+++ The data

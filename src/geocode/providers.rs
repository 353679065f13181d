//! Geocoding backends: Yandex Geocoder, OSM Nominatim, and Photon.
//!
//! Every backend maps an address to `Result<Option<Coords>, GeocodeError>`:
//! `Ok(Some(_))` is a hit, `Ok(None)` means the service answered with no
//! usable result, `Err(_)` is a transient failure. Coordinates are always
//! normalized to `(lat, lon)` whatever the service's native order.

use super::client::GeoClient;
use super::types::{Coords, GeocodeError};
use regex::Regex;
use serde::Deserialize;
use serde_json::Value;
use std::sync::OnceLock;
use std::time::Duration;

const YANDEX_TIMEOUT: Duration = Duration::from_secs(15);
const NOMINATIM_TIMEOUT: Duration = Duration::from_secs(20);
const PHOTON_TIMEOUT: Duration = Duration::from_secs(20);

// ─── Yandex Geocoder ────────────────────────────────────────────

#[derive(Deserialize)]
struct YandexReply {
    response: YandexResponse,
}

#[derive(Deserialize)]
struct YandexResponse {
    #[serde(rename = "GeoObjectCollection")]
    collection: GeoObjectCollection,
}

#[derive(Deserialize)]
struct GeoObjectCollection {
    #[serde(rename = "featureMember", default)]
    members: Vec<FeatureMember>,
}

#[derive(Deserialize)]
struct FeatureMember {
    #[serde(rename = "GeoObject")]
    object: GeoObject,
}

#[derive(Deserialize)]
struct GeoObject {
    #[serde(rename = "Point", default)]
    point: Option<YandexPoint>,
}

#[derive(Deserialize)]
struct YandexPoint {
    #[serde(default)]
    pos: String,
}

/// Parse Yandex's `"lon lat"` position string into `(lat, lon)`.
fn parse_lon_lat(pos: &str) -> Result<Coords, GeocodeError> {
    let mut parts = pos.split_whitespace();
    let (Some(lon_str), Some(lat_str)) = (parts.next(), parts.next()) else {
        return Err(GeocodeError::InvalidResponse(format!("bad pos '{}'", pos)));
    };
    let lon: f64 = lon_str
        .parse()
        .map_err(|_| GeocodeError::InvalidResponse(format!("bad pos '{}'", pos)))?;
    let lat: f64 = lat_str
        .parse()
        .map_err(|_| GeocodeError::InvalidResponse(format!("bad pos '{}'", pos)))?;
    Ok(Coords { lat, lon })
}

/// Geocode via the Yandex Geocoder HTTP API (requires an API key).
pub fn yandex_geocode(
    client: &GeoClient,
    addr: &str,
    apikey: &str,
    lang: &str,
) -> Result<Option<Coords>, GeocodeError> {
    let url = format!(
        "https://geocode-maps.yandex.ru/1.x/?apikey={}&geocode={}&format=json&results=1&lang={}",
        urlencoding::encode(apikey),
        urlencoding::encode(addr),
        urlencoding::encode(lang),
    );
    let data = client.fetch_json(&url, &[], YANDEX_TIMEOUT)?;
    let reply: YandexReply =
        serde_json::from_value(data).map_err(|e| GeocodeError::InvalidResponse(e.to_string()))?;

    let Some(member) = reply.response.collection.members.into_iter().next() else {
        return Ok(None);
    };
    let Some(point) = member.object.point else {
        return Ok(None);
    };
    if point.pos.trim().is_empty() {
        return Ok(None);
    }
    parse_lon_lat(&point.pos).map(Some)
}

// ─── Nominatim ──────────────────────────────────────────────────

#[derive(Deserialize)]
struct NominatimResult {
    lat: String,
    lon: String,
}

/// Geocode via OpenStreetMap Nominatim (top result only).
pub fn nominatim_geocode(
    client: &GeoClient,
    addr: &str,
    lang: &str,
) -> Result<Option<Coords>, GeocodeError> {
    let url = format!(
        "https://nominatim.openstreetmap.org/search?q={}&format=jsonv2&limit=1&accept-language={}",
        urlencoding::encode(addr),
        urlencoding::encode(lang),
    );
    let data = client.fetch_json(&url, &[("Accept-Language", lang)], NOMINATIM_TIMEOUT)?;
    let results: Vec<NominatimResult> =
        serde_json::from_value(data).map_err(|e| GeocodeError::InvalidResponse(e.to_string()))?;

    let Some(first) = results.first() else {
        return Ok(None);
    };
    let lat: f64 = first
        .lat
        .parse()
        .map_err(|_| GeocodeError::InvalidResponse(format!("bad lat '{}'", first.lat)))?;
    let lon: f64 = first
        .lon
        .parse()
        .map_err(|_| GeocodeError::InvalidResponse(format!("bad lon '{}'", first.lon)))?;
    Ok(Some(Coords { lat, lon }))
}

// ─── Photon (variant-scored) ────────────────────────────────────
//
// Photon's free-text search is loose about Russian house-number
// suffixes ("12к3", "5с2", "стр. 7"), so the backend queries several
// spelling variants of the address and scores every returned feature
// against the original text, keeping the best-scoring candidate.

#[derive(Deserialize, Default)]
pub(crate) struct PhotonFeature {
    // Raw JSON: a candidate with a malformed geometry must not sink
    // the sibling candidates in the same response.
    #[serde(default)]
    geometry: Value,
    #[serde(default)]
    properties: PhotonProps,
}

#[derive(Deserialize, Default)]
struct PhotonProps {
    #[serde(default)]
    housenumber: Option<String>,
    #[serde(default)]
    street: Option<String>,
    #[serde(default)]
    name: Option<String>,
    #[serde(default)]
    city: Option<String>,
    #[serde(default)]
    postcode: Option<String>,
    #[serde(default)]
    osm_value: Option<String>,
}

#[derive(Deserialize)]
struct PhotonReply {
    #[serde(default)]
    features: Vec<PhotonFeature>,
}

impl PhotonFeature {
    /// GeoJSON order is `[lon, lat]`; swap to `(lat, lon)`.
    fn coords(&self) -> Option<Coords> {
        let arr = self.geometry.get("coordinates")?.as_array()?;
        if arr.len() < 2 {
            return None;
        }
        Some(Coords {
            lat: arr[1].as_f64()?,
            lon: arr[0].as_f64()?,
        })
    }
}

/// Matches `12к3`, `5с2`, `стр.`/`строение` building markers. `к` is a
/// block ("корпус"), `с` a structure ("строение"); Latin `k`/`c`
/// look-alikes appear in OCR'd and transliterated lists.
fn house_continuation_pattern() -> &'static Regex {
    static PATTERN: OnceLock<Regex> = OnceLock::new();
    PATTERN.get_or_init(|| Regex::new(r"(?i)(\d[^\s,]*)\s*([сc])(\d)").unwrap())
}

fn structure_marker_pattern() -> &'static Regex {
    static PATTERN: OnceLock<Regex> = OnceLock::new();
    PATTERN.get_or_init(|| Regex::new(r"(?i)([сc])\s*(\d+)").unwrap())
}

fn block_marker_pattern() -> &'static Regex {
    static PATTERN: OnceLock<Regex> = OnceLock::new();
    PATTERN.get_or_init(|| Regex::new(r"(?i)([кk])\s*(\d+)").unwrap())
}

fn stroenie_pattern() -> &'static Regex {
    static PATTERN: OnceLock<Regex> = OnceLock::new();
    PATTERN.get_or_init(|| Regex::new(r"(?i)(стр(?:\.|оение)?)\s*(\d+)").unwrap())
}

fn house_token_pattern() -> &'static Regex {
    static PATTERN: OnceLock<Regex> = OnceLock::new();
    PATTERN.get_or_init(|| Regex::new(r"\d+[^\s,]*").unwrap())
}

fn house_strip_pattern() -> &'static Regex {
    static PATTERN: OnceLock<Regex> = OnceLock::new();
    PATTERN.get_or_init(|| Regex::new(r"[^0-9a-zа-я]").unwrap())
}

/// Collapse commas to spaces and runs of whitespace to one space.
pub(crate) fn normalize_variant(text: &str) -> String {
    text.replace(',', " ")
        .split_whitespace()
        .collect::<Vec<_>>()
        .join(" ")
}

/// Split inferred building/structure suffixes off their adjoining
/// token: `12к3` → `12к 3`, `5с2` → `5 с 2`, `стр.7` → `стр 7`.
pub(crate) fn separate_suffixes(text: &str) -> String {
    let step = house_continuation_pattern().replace_all(text, "${1} ${2}${3}");
    let step = structure_marker_pattern().replace_all(&step, "${1} ${2}");
    let step = block_marker_pattern().replace_all(&step, "${1} ${2}");
    stroenie_pattern().replace_all(&step, "стр ${2}").into_owned()
}

/// Lowercase and strip everything outside `[0-9a-zа-я]` so house
/// numbers compare loosely (`"12-А"` vs `"12а"`).
fn normalized_house(value: &str) -> String {
    house_strip_pattern()
        .replace_all(&value.to_lowercase(), "")
        .into_owned()
}

fn add_variant(variants: &mut Vec<String>, text: String) {
    if !text.is_empty() && !variants.contains(&text) {
        variants.push(text);
    }
}

/// Generate search variants in a fixed order, duplicates suppressed:
/// the raw address, its normalized form, the suffix-separated form,
/// and (for comma-separated addresses) a reordering that moves the
/// leading segment — commonly the city — to the end.
pub(crate) fn build_variants(addr: &str) -> Vec<String> {
    let mut variants = Vec::new();
    add_variant(&mut variants, addr.trim().to_string());
    add_variant(&mut variants, normalize_variant(addr));
    add_variant(&mut variants, normalize_variant(&separate_suffixes(addr)));
    if addr.contains(',') {
        let parts: Vec<&str> = addr
            .split(',')
            .map(str::trim)
            .filter(|p| !p.is_empty())
            .collect();
        if parts.len() > 1 {
            let mut reordered = parts[1..].join(" ");
            reordered.push(' ');
            reordered.push_str(parts[0]);
            add_variant(&mut variants, normalize_variant(&reordered));
            add_variant(&mut variants, normalize_variant(&separate_suffixes(&reordered)));
        }
    }
    variants
}

/// Everything the scorer needs from the original address, computed once.
pub(crate) struct ScoreContext {
    /// The address exactly as given (postal-code check is literal).
    raw: String,
    /// Normalized, lowercased address for substring checks.
    address_lower: String,
    /// Normalized numeric tokens ("12к3" → "12к3") in first-seen order.
    house_tokens: Vec<String>,
}

impl ScoreContext {
    pub(crate) fn new(addr: &str) -> Self {
        let mut house_tokens = Vec::new();
        for m in house_token_pattern().find_iter(addr) {
            let token = normalized_house(m.as_str());
            if !token.is_empty() && !house_tokens.contains(&token) {
                house_tokens.push(token);
            }
        }
        Self {
            raw: addr.to_string(),
            address_lower: normalize_variant(addr).to_lowercase(),
            house_tokens,
        }
    }
}

/// Score one candidate against the original address. Starts at zero:
/// +5 exact house-number match, +3 partial (substring either way,
/// first matching token only), +1 street, +0.5 name, +0.25 city,
/// +0.25 literal postcode; −1 for bridge/street OSM features.
fn score_feature(ctx: &ScoreContext, props: &PhotonProps) -> f64 {
    let mut score = 0.0;

    if let Some(house) = props.housenumber.as_deref() {
        let house = normalized_house(house);
        if !house.is_empty() {
            if ctx.house_tokens.iter().any(|t| *t == house) {
                score += 5.0;
            } else if ctx
                .house_tokens
                .iter()
                .any(|t| house.contains(t.as_str()) || t.contains(&house))
            {
                score += 3.0;
            }
        }
    }

    if let Some(street) = props.street.as_deref() {
        let street = street.to_lowercase();
        if !street.is_empty() && ctx.address_lower.contains(&street) {
            score += 1.0;
        }
    }
    if let Some(name) = props.name.as_deref() {
        let name = name.to_lowercase();
        if !name.is_empty() && ctx.address_lower.contains(&name) {
            score += 0.5;
        }
    }
    if let Some(city) = props.city.as_deref() {
        let city = city.to_lowercase();
        if !city.is_empty() && ctx.address_lower.contains(&city) {
            score += 0.25;
        }
    }
    if let Some(postcode) = props.postcode.as_deref() {
        if !postcode.is_empty() && ctx.raw.contains(postcode) {
            score += 0.25;
        }
    }
    if let Some(osm_value) = props.osm_value.as_deref() {
        let osm_value = osm_value.to_lowercase();
        if osm_value == "bridge" || osm_value == "street" {
            score -= 1.0;
        }
    }

    score
}

/// Scan one variant's candidates, keeping the highest-scoring eligible
/// candidate seen so far (first seen wins ties; only positive scores
/// are eligible; candidates with malformed coordinates are skipped).
/// Returns true when a decisive candidate (score ≥ 5.0) was found and
/// remaining variants should not be queried.
pub(crate) fn scan_features(
    ctx: &ScoreContext,
    features: &[PhotonFeature],
    best: &mut Option<(Coords, f64)>,
) -> bool {
    for feature in features {
        let score = score_feature(ctx, &feature.properties);
        if score <= 0.0 {
            continue;
        }
        if best.map_or(true, |(_, s)| score > s) {
            let Some(coords) = feature.coords() else {
                continue;
            };
            *best = Some((coords, score));
            if score >= 5.0 {
                return true;
            }
        }
    }
    false
}

/// Photon only understands a handful of language codes.
fn photon_lang(lang: &str) -> &str {
    match lang {
        "default" | "en" | "de" | "fr" => lang,
        _ => "default",
    }
}

/// Geocode via Photon, trying several address variants and scoring up
/// to 15 candidates per variant. A transient failure on one variant is
/// swallowed and iteration continues with the next.
pub fn photon_geocode(
    client: &GeoClient,
    addr: &str,
    lang: &str,
) -> Result<Option<Coords>, GeocodeError> {
    let lang_param = photon_lang(lang);
    let ctx = ScoreContext::new(addr);
    let mut best: Option<(Coords, f64)> = None;

    for variant in build_variants(addr) {
        let url = format!(
            "https://photon.komoot.io/api/?q={}&limit=15&lang={}",
            urlencoding::encode(&variant),
            lang_param,
        );
        let data = match client.fetch_json(&url, &[], PHOTON_TIMEOUT) {
            Ok(data) => data,
            Err(_) => continue,
        };
        let reply: PhotonReply = match serde_json::from_value(data) {
            Ok(reply) => reply,
            Err(_) => continue,
        };
        if scan_features(&ctx, &reply.features, &mut best) {
            break;
        }
    }

    Ok(best.map(|(coords, _)| coords))
}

++++++

• _Task goal_:
Set down, exactly as they stand above, the lines starting with the line with "reordered.push_str(parts[0]);" and going on through the line with "check is literal).", and no others.

• _Answer box_:
            reordered.push_str(parts[0]);
            add_variant(&mut variants, normalize_variant(&reordered));
            add_variant(&mut variants, normalize_variant(&separate_suffixes(&reordered)));
        }
    }
    variants
}

/// Everything the scorer needs from the original address, computed once.
pub(crate) struct ScoreContext {
    /// The address exactly as given (postal-code check is literal).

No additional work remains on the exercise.